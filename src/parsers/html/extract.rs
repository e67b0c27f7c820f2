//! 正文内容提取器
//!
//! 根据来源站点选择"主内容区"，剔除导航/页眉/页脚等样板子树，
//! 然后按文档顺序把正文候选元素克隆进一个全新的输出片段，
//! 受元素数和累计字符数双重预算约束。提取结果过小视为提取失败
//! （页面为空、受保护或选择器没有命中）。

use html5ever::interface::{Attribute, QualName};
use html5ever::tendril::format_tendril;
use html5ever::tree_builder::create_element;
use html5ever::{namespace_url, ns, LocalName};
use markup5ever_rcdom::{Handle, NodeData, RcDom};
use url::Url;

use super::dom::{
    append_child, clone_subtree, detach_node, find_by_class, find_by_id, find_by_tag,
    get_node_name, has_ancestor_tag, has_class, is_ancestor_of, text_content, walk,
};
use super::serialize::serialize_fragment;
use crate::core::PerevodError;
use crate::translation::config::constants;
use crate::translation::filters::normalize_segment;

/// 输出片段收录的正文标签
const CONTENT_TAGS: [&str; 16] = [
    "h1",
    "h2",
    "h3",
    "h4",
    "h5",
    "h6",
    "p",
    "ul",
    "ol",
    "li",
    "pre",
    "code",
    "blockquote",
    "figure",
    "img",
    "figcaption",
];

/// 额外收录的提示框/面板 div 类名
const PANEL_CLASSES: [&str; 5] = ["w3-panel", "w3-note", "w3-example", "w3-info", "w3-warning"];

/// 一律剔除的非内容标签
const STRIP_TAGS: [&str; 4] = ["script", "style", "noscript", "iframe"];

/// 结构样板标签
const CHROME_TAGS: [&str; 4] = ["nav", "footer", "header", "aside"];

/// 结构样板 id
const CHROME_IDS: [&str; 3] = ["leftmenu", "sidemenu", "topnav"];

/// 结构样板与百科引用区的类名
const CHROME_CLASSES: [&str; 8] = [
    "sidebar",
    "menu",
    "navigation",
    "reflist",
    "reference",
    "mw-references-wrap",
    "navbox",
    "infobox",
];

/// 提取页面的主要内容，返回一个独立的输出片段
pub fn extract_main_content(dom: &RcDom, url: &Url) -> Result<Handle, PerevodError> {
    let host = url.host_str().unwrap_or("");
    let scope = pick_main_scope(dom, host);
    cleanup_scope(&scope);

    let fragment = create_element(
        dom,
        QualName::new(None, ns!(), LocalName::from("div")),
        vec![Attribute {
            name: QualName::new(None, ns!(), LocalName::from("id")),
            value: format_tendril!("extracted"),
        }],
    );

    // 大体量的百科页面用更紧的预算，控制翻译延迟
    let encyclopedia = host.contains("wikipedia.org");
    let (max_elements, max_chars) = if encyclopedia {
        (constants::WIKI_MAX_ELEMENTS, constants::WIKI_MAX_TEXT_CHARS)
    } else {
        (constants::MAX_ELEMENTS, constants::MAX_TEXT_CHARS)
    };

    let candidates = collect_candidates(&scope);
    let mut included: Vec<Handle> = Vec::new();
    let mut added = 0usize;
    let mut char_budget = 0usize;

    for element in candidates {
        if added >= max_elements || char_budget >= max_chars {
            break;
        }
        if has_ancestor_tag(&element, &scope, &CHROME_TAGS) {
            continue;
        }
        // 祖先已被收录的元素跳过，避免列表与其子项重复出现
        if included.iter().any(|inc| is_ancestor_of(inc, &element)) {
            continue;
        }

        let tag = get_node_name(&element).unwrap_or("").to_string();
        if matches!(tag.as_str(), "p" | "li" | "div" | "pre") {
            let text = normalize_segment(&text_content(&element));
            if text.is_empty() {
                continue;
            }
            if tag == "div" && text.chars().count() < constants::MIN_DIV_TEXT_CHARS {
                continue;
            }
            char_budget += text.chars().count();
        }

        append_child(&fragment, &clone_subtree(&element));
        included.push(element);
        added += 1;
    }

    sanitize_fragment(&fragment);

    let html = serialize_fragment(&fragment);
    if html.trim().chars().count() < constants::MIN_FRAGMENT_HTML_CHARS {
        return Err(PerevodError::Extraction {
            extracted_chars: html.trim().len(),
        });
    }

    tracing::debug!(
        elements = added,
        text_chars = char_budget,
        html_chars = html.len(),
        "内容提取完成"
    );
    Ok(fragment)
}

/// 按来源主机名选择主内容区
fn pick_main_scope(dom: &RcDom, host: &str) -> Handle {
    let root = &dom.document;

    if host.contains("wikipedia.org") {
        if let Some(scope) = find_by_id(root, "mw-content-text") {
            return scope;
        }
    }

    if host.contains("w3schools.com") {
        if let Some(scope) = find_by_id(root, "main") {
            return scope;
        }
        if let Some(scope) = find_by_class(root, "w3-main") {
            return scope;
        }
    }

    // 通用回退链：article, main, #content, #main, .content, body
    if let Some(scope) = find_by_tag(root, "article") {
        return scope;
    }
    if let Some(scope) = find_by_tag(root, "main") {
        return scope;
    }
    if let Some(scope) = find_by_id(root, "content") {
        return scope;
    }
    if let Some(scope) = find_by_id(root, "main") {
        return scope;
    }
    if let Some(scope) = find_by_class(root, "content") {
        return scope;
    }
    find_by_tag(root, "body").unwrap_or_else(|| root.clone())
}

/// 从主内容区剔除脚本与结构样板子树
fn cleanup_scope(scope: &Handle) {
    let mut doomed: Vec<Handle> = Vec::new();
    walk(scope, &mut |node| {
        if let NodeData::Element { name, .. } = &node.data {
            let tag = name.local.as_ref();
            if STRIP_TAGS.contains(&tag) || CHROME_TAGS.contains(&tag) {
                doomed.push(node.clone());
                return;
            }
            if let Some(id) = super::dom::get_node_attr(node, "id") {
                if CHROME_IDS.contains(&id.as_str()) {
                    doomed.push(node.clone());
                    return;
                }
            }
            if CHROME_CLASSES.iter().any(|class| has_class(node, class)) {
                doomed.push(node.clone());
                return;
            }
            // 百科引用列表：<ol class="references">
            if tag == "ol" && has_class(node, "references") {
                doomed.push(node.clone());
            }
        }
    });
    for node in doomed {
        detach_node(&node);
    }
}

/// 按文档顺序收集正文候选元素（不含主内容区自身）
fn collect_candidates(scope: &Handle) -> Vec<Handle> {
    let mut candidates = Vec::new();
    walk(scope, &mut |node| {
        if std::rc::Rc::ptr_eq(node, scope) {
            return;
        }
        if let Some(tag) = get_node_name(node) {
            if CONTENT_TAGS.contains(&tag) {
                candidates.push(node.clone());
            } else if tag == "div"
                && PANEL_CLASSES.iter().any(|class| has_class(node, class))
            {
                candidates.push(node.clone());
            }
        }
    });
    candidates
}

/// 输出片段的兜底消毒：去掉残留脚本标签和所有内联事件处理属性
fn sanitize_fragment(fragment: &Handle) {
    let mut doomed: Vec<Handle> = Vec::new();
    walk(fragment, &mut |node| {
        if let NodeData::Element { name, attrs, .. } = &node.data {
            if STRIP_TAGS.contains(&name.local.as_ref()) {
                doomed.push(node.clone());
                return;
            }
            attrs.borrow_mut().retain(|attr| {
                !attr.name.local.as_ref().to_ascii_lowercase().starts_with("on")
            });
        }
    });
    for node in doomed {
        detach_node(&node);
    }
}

+++++

**What the task asks**
Having gone through the data above, repeat it exactly.

**Your solution**
filename src/parsers/html/extract.rs
repository e67b0c27f7c820f2
//! 正文内容提取器
//!
//! 根据来源站点选择"主内容区"，剔除导航/页眉/页脚等样板子树，
//! 然后按文档顺序把正文候选元素克隆进一个全新的输出片段，
//! 受元素数和累计字符数双重预算约束。提取结果过小视为提取失败
//! （页面为空、受保护或选择器没有命中）。

use html5ever::interface::{Attribute, QualName};
use html5ever::tendril::format_tendril;
use html5ever::tree_builder::create_element;
use html5ever::{namespace_url, ns, LocalName};
use markup5ever_rcdom::{Handle, NodeData, RcDom};
use url::Url;

use super::dom::{
    append_child, clone_subtree, detach_node, find_by_class, find_by_id, find_by_tag,
    get_node_name, has_ancestor_tag, has_class, is_ancestor_of, text_content, walk,
};
use super::serialize::serialize_fragment;
use crate::core::PerevodError;
use crate::translation::config::constants;
use crate::translation::filters::normalize_segment;

/// 输出片段收录的正文标签
const CONTENT_TAGS: [&str; 16] = [
    "h1",
    "h2",
    "h3",
    "h4",
    "h5",
    "h6",
    "p",
    "ul",
    "ol",
    "li",
    "pre",
    "code",
    "blockquote",
    "figure",
    "img",
    "figcaption",
];

/// 额外收录的提示框/面板 div 类名
const PANEL_CLASSES: [&str; 5] = ["w3-panel", "w3-note", "w3-example", "w3-info", "w3-warning"];

/// 一律剔除的非内容标签
const STRIP_TAGS: [&str; 4] = ["script", "style", "noscript", "iframe"];

/// 结构样板标签
const CHROME_TAGS: [&str; 4] = ["nav", "footer", "header", "aside"];

/// 结构样板 id
const CHROME_IDS: [&str; 3] = ["leftmenu", "sidemenu", "topnav"];

/// 结构样板与百科引用区的类名
const CHROME_CLASSES: [&str; 8] = [
    "sidebar",
    "menu",
    "navigation",
    "reflist",
    "reference",
    "mw-references-wrap",
    "navbox",
    "infobox",
];

/// 提取页面的主要内容，返回一个独立的输出片段
pub fn extract_main_content(dom: &RcDom, url: &Url) -> Result<Handle, PerevodError> {
    let host = url.host_str().unwrap_or("");
    let scope = pick_main_scope(dom, host);
    cleanup_scope(&scope);

    let fragment = create_element(
        dom,
        QualName::new(None, ns!(), LocalName::from("div")),
        vec![Attribute {
            name: QualName::new(None, ns!(), LocalName::from("id")),
            value: format_tendril!("extracted"),
        }],
    );

    // 大体量的百科页面用更紧的预算，控制翻译延迟
    let encyclopedia = host.contains("wikipedia.org");
    let (max_elements, max_chars) = if encyclopedia {
        (constants::WIKI_MAX_ELEMENTS, constants::WIKI_MAX_TEXT_CHARS)
    } else {
        (constants::MAX_ELEMENTS, constants::MAX_TEXT_CHARS)
    };

    let candidates = collect_candidates(&scope);
    let mut included: Vec<Handle> = Vec::new();
    let mut added = 0usize;
    let mut char_budget = 0usize;

    for element in candidates {
        if added >= max_elements || char_budget >= max_chars {
            break;
        }
        if has_ancestor_tag(&element, &scope, &CHROME_TAGS) {
            continue;
        }
        // 祖先已被收录的元素跳过，避免列表与其子项重复出现
        if included.iter().any(|inc| is_ancestor_of(inc, &element)) {
            continue;
        }

        let tag = get_node_name(&element).unwrap_or("").to_string();
        if matches!(tag.as_str(), "p" | "li" | "div" | "pre") {
            let text = normalize_segment(&text_content(&element));
            if text.is_empty() {
                continue;
            }
            if tag == "div" && text.chars().count() < constants::MIN_DIV_TEXT_CHARS {
                continue;
            }
            char_budget += text.chars().count();
        }

        append_child(&fragment, &clone_subtree(&element));
        included.push(element);
        added += 1;
    }

    sanitize_fragment(&fragment);

    let html = serialize_fragment(&fragment);
    if html.trim().chars().count() < constants::MIN_FRAGMENT_HTML_CHARS {
        return Err(PerevodError::Extraction {
            extracted_chars: html.trim().len(),
        });
    }

    tracing::debug!(
        elements = added,
        text_chars = char_budget,
        html_chars = html.len(),
        "内容提取完成"
    );
    Ok(fragment)
}

/// 按来源主机名选择主内容区
fn pick_main_scope(dom: &RcDom, host: &str) -> Handle {
    let root = &dom.document;

    if host.contains("wikipedia.org") {
        if let Some(scope) = find_by_id(root, "mw-content-text") {
            return scope;
        }
    }

    if host.contains("w3schools.com") {
        if let Some(scope) = find_by_id(root, "main") {
            return scope;
        }
        if let Some(scope) = find_by_class(root, "w3-main") {
            return scope;
        }
    }

    // 通用回退链：article, main, #content, #main, .content, body
    if let Some(scope) = find_by_tag(root, "article") {
        return scope;
    }
    if let Some(scope) = find_by_tag(root, "main") {
        return scope;
    }
    if let Some(scope) = find_by_id(root, "content") {
        return scope;
    }
    if let Some(scope) = find_by_id(root, "main") {
        return scope;
    }
    if let Some(scope) = find_by_class(root, "content") {
        return scope;
    }
    find_by_tag(root, "body").unwrap_or_else(|| root.clone())
}

/// 从主内容区剔除脚本与结构样板子树
fn cleanup_scope(scope: &Handle) {
    let mut doomed: Vec<Handle> = Vec::new();
    walk(scope, &mut |node| {
        if let NodeData::Element { name, .. } = &node.data {
            let tag = name.local.as_ref();
            if STRIP_TAGS.contains(&tag) || CHROME_TAGS.contains(&tag) {
                doomed.push(node.clone());
                return;
            }
            if let Some(id) = super::dom::get_node_attr(node, "id") {
                if CHROME_IDS.contains(&id.as_str()) {
                    doomed.push(node.clone());
                    return;
                }
            }
            if CHROME_CLASSES.iter().any(|class| has_class(node, class)) {
                doomed.push(node.clone());
                return;
            }
            // 百科引用列表：<ol class="references">
            if tag == "ol" && has_class(node, "references") {
                doomed.push(node.clone());
            }
        }
    });
    for node in doomed {
        detach_node(&node);
    }
}

/// 按文档顺序收集正文候选元素（不含主内容区自身）
fn collect_candidates(scope: &Handle) -> Vec<Handle> {
    let mut candidates = Vec::new();
    walk(scope, &mut |node| {
        if std::rc::Rc::ptr_eq(node, scope) {
            return;
        }
        if let Some(tag) = get_node_name(node) {
            if CONTENT_TAGS.contains(&tag) {
                candidates.push(node.clone());
            } else if tag == "div"
                && PANEL_CLASSES.iter().any(|class| has_class(node, class))
            {
                candidates.push(node.clone());
            }
        }
    });
    candidates
}

/// 输出片段的兜底消毒：去掉残留脚本标签和所有内联事件处理属性
fn sanitize_fragment(fragment: &Handle) {
    let mut doomed: Vec<Handle> = Vec::new();
    walk(fragment, &mut |node| {
        if let NodeData::Element { name, attrs, .. } = &node.data {
            if STRIP_TAGS.contains(&name.local.as_ref()) {
                doomed.push(node.clone());
                return;
            }
            attrs.borrow_mut().retain(|attr| {
                !attr.name.local.as_ref().to_ascii_lowercase().starts_with("on")
            });
        }
    });
    for node in doomed {
        detach_node(&node);
    }
}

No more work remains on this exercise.